Jeanne Dielman, 23 Quai du Commerce, 1080 Bruxelles
Jeanne Dielman, 23 Quai du Commerce, 1080 Bruxelles
1975
Paesi
Belgio, Francia
Genere
Drammatico
Durata
201 min.
Formato
Colore
Regista
Chantal Akerman
Attori
Delphine Seyrig
Jan Decorte
Henri Storck
Jacques Doniol-Valcroze
Tre giorni nella vita di Jeanne Dielman (Delphine Seyrig), una casalinga che vive con il figlio, fa le faccende di casa e si prostituisce, ricevendo gli uomini nella sua abitazione. Manifesto del moderno cinema femminista, Jeanne Dielman, 23 Quai du commerce, 1080 Bruxelles (il titolo si rifà al nome e all'indirizzo della protagonista) è l'opera più importante firmata in carriera da Chantal Akerman, regista che ha sempre fatto del minimalismo la sua cifra stilistica. Attraverso una serie di lunghi piani-sequenza, la cinepresa registra ogni attività della protagonista: il taglio delle patate, il lavaggio dei piatti, i saluti a un cliente. La concentrazione è tutta sui tempi morti, e su quelle azioni quotidiane apparentemente inutili nello svolgimento della storia, ma capaci di registrare la realtà per quella che è, senza tagli o ellissi di alcun tipo: viene in mente il pensiero di Cesare Zavattini, sceneggiatore (Ladri di biciclette del 1948) e regista che, diversi anni prima, teorizzava un cinema pensato per pedinare il reale. Influenzata anche da Andy Warhol e dal cinema sperimentale, Akerman dipinge una routine apparentemente eterna, che finirà per interrompersi quando la protagonista, senza cambi di espressione e con la stessa naturalezza di sempre, pugnala a morte un cliente. L'ambiente domestico, così, si trasforma in uno spazio angosciante, dove le frustrazioni aumentano a dismisura fino a esplodere violentemente.

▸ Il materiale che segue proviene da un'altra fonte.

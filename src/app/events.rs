//! Defines the event and message structures for communication between the core and a host.

use serde::Deserialize;

use super::view_model::UiState;
use crate::core::runner::RunSummary;
use crate::core::stats::CollectedStats;

/// Events sent from the application to the host (UI, CLI, tests).
#[derive(Debug)]
pub enum UserEvent {
    /// A complete state update to re-render the UI.
    StateUpdate(Box<UiState>),
    /// A short status line.
    Status(String),
    /// Files processed so far by the running action.
    ActionProgress { processed: usize },
    ActionFinished(RunSummary),
    StatsReady(CollectedStats),
    /// A finished archive, ready to be saved or offered for download.
    ArchiveReady { file_name: String, bytes: Vec<u8> },
    /// An error message to be displayed to the user.
    ShowError(String),
}

/// A message received from the host via the IPC channel.
#[derive(Deserialize, Debug)]
pub struct IpcMessage {
    /// The name of the command to execute.
    pub command: String,
    /// The payload associated with the command, as a JSON value.
    #[serde(default)]
    pub payload: serde_json::Value,
}
//! An in-memory entry tree.
//!
//! Useful for hosts that already hold file contents (uploads, archives) and for
//! tests: every file counts how often its bytes were read, and a directory can
//! be told to fail after a number of successful batches.

use async_trait::async_trait;
use std::sync::atomic::{AtomicUsize, Ordering};
use std::sync::Arc;

use super::entry::{DirectoryReader, Entry, EntryHandle};
use super::error::CoreError;

#[derive(Debug)]
enum Node {
    File {
        content: Vec<u8>,
        reads: AtomicUsize,
    },
    Dir {
        children: Vec<Arc<MemoryEntry>>,
        batch_size: usize,
        fail_after_batches: Option<usize>,
    },
}

/// A node of an in-memory hierarchy.
#[derive(Debug)]
pub struct MemoryEntry {
    name: String,
    full_path: String,
    node: Node,
}

impl MemoryEntry {
    /// Creates a root file entry.
    pub fn file(name: &str, content: impl Into<Vec<u8>>) -> Arc<Self> {
        Arc::new(Self::new_file(format!("/{}", name), name, content.into()))
    }

    /// Starts building a root directory entry.
    pub fn dir(name: &str) -> MemoryDirBuilder {
        MemoryDirBuilder::new(format!("/{}", name), name)
    }

    fn new_file(full_path: String, name: &str, content: Vec<u8>) -> Self {
        Self {
            name: name.to_string(),
            full_path,
            node: Node::File {
                content,
                reads: AtomicUsize::new(0),
            },
        }
    }

    /// Number of byte reads performed on this file so far.
    pub fn read_count(&self) -> usize {
        match &self.node {
            Node::File { reads, .. } => reads.load(Ordering::SeqCst),
            Node::Dir { .. } => 0,
        }
    }

    /// Finds a descendant (or self) by its full path.
    pub fn find(self: &Arc<Self>, full_path: &str) -> Option<Arc<MemoryEntry>> {
        if self.full_path == full_path {
            return Some(self.clone());
        }
        match &self.node {
            Node::Dir { children, .. } => children.iter().find_map(|c| c.find(full_path)),
            Node::File { .. } => None,
        }
    }

    /// Total number of byte reads across this subtree.
    pub fn total_reads(&self) -> usize {
        match &self.node {
            Node::File { reads, .. } => reads.load(Ordering::SeqCst),
            Node::Dir { children, .. } => children.iter().map(|c| c.total_reads()).sum(),
        }
    }

    /// Converts into a generic handle.
    pub fn handle(self: &Arc<Self>) -> EntryHandle {
        self.clone()
    }
}

/// Builder for an in-memory directory.
pub struct MemoryDirBuilder {
    name: String,
    full_path: String,
    children: Vec<Arc<MemoryEntry>>,
    batch_size: usize,
    fail_after_batches: Option<usize>,
}

impl MemoryDirBuilder {
    fn new(full_path: String, name: &str) -> Self {
        Self {
            name: name.to_string(),
            full_path,
            children: Vec::new(),
            batch_size: usize::MAX,
            fail_after_batches: None,
        }
    }

    /// Adds a file child.
    pub fn file(mut self, name: &str, content: impl Into<Vec<u8>>) -> Self {
        let full_path = format!("{}/{}", self.full_path, name);
        self.children
            .push(Arc::new(MemoryEntry::new_file(full_path, name, content.into())));
        self
    }

    /// Adds a directory child, configured by `build`.
    pub fn dir(mut self, name: &str, build: impl FnOnce(MemoryDirBuilder) -> MemoryDirBuilder) -> Self {
        let child = build(MemoryDirBuilder::new(
            format!("{}/{}", self.full_path, name),
            name,
        ));
        self.children.push(child.build());
        self
    }

    /// Delivers children `size` at a time.
    pub fn batch_size(mut self, size: usize) -> Self {
        self.batch_size = size.max(1);
        self
    }

    /// Makes enumeration fail once `batches` batches have been delivered.
    pub fn fail_after_batches(mut self, batches: usize) -> Self {
        self.fail_after_batches = Some(batches);
        self
    }

    pub fn build(self) -> Arc<MemoryEntry> {
        Arc::new(MemoryEntry {
            name: self.name,
            full_path: self.full_path,
            node: Node::Dir {
                children: self.children,
                batch_size: self.batch_size,
                fail_after_batches: self.fail_after_batches,
            },
        })
    }
}

#[async_trait]
impl Entry for MemoryEntry {
    fn name(&self) -> &str {
        &self.name
    }

    fn full_path(&self) -> &str {
        &self.full_path
    }

    fn is_directory(&self) -> bool {
        matches!(self.node, Node::Dir { .. })
    }

    fn size(&self) -> Option<u64> {
        match &self.node {
            Node::File { content, .. } => Some(content.len() as u64),
            Node::Dir { .. } => None,
        }
    }

    fn create_reader(&self) -> Result<Box<dyn DirectoryReader>, CoreError> {
        match &self.node {
            Node::Dir {
                children,
                batch_size,
                fail_after_batches,
            } => Ok(Box::new(MemoryDirectoryReader {
                path: self.full_path.clone(),
                pending: children.iter().map(|c| c.clone() as EntryHandle).collect(),
                batch_size: *batch_size,
                delivered: 0,
                fail_after_batches: *fail_after_batches,
            })),
            Node::File { .. } => Err(CoreError::InvalidEntryKind(
                self.full_path.clone(),
                "enumerate children",
            )),
        }
    }

    async fn read_range(&self, start: u64, end: u64) -> Result<Vec<u8>, CoreError> {
        match &self.node {
            Node::File { content, reads } => {
                reads.fetch_add(1, Ordering::SeqCst);
                let len = content.len();
                let start = (start as usize).min(len);
                let end = (end as usize).clamp(start, len);
                Ok(content[start..end].to_vec())
            }
            Node::Dir { .. } => Err(CoreError::InvalidEntryKind(
                self.full_path.clone(),
                "read bytes",
            )),
        }
    }

    async fn read_all(&self) -> Result<Vec<u8>, CoreError> {
        match &self.node {
            Node::File { content, reads } => {
                reads.fetch_add(1, Ordering::SeqCst);
                Ok(content.clone())
            }
            Node::Dir { .. } => Err(CoreError::InvalidEntryKind(
                self.full_path.clone(),
                "read bytes",
            )),
        }
    }
}

struct MemoryDirectoryReader {
    path: String,
    pending: Vec<EntryHandle>,
    batch_size: usize,
    delivered: usize,
    fail_after_batches: Option<usize>,
}

#[async_trait]
impl DirectoryReader for MemoryDirectoryReader {
    async fn read_entries(&mut self) -> Result<Vec<EntryHandle>, CoreError> {
        if self.fail_after_batches.is_some_and(|limit| self.delivered >= limit) {
            return Err(CoreError::Io(
                std::io::Error::other("simulated enumeration failure"),
                self.path.clone(),
            ));
        }
        let take = self.batch_size.min(self.pending.len());
        let batch: Vec<EntryHandle> = self.pending.drain(..take).collect();
        if !batch.is_empty() {
            self.delivered += 1;
        }
        Ok(batch)
    }
}

#[cfg(test)]
mod tests {
    use super::*;

    #[tokio::test]
    async fn test_builder_assigns_full_paths() {
        let root = MemoryEntry::dir("a")
            .dir("b", |d| d.file("c.txt", "hello"))
            .build();

        let c = root.find("/a/b/c.txt").expect("nested file");
        assert_eq!(c.name(), "c.txt");
        assert!(!c.is_directory());
        assert_eq!(c.read_range(1, 3).await.unwrap(), b"el");
        assert_eq!(c.read_count(), 1);
        assert_eq!(root.total_reads(), 1);
        assert_eq!(c.size(), Some(5));
        assert_eq!(root.size(), None);
    }

    #[tokio::test]
    async fn test_reader_fails_after_configured_batches() {
        let root = MemoryEntry::dir("d")
            .file("1", "")
            .file("2", "")
            .file("3", "")
            .batch_size(1)
            .fail_after_batches(2)
            .build();

        let mut reader = root.create_reader().unwrap();
        assert_eq!(reader.read_entries().await.unwrap().len(), 1);
        assert_eq!(reader.read_entries().await.unwrap().len(), 1);
        assert!(reader.read_entries().await.is_err());
    }
}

Lunghissima ed estenuante nei suoi (non) ritmi compassati, è una pellicola, a suo modo, decisiva, politica e di grande spessore sociale: femminismo, disincanto, noia e violenza sono gli ingredienti principali di un film che non si dimentica. Quasi mai, in precedenza, si era visto sul grande schermo un ritratto così potente di una donna oppressa tra le mura della propria casa.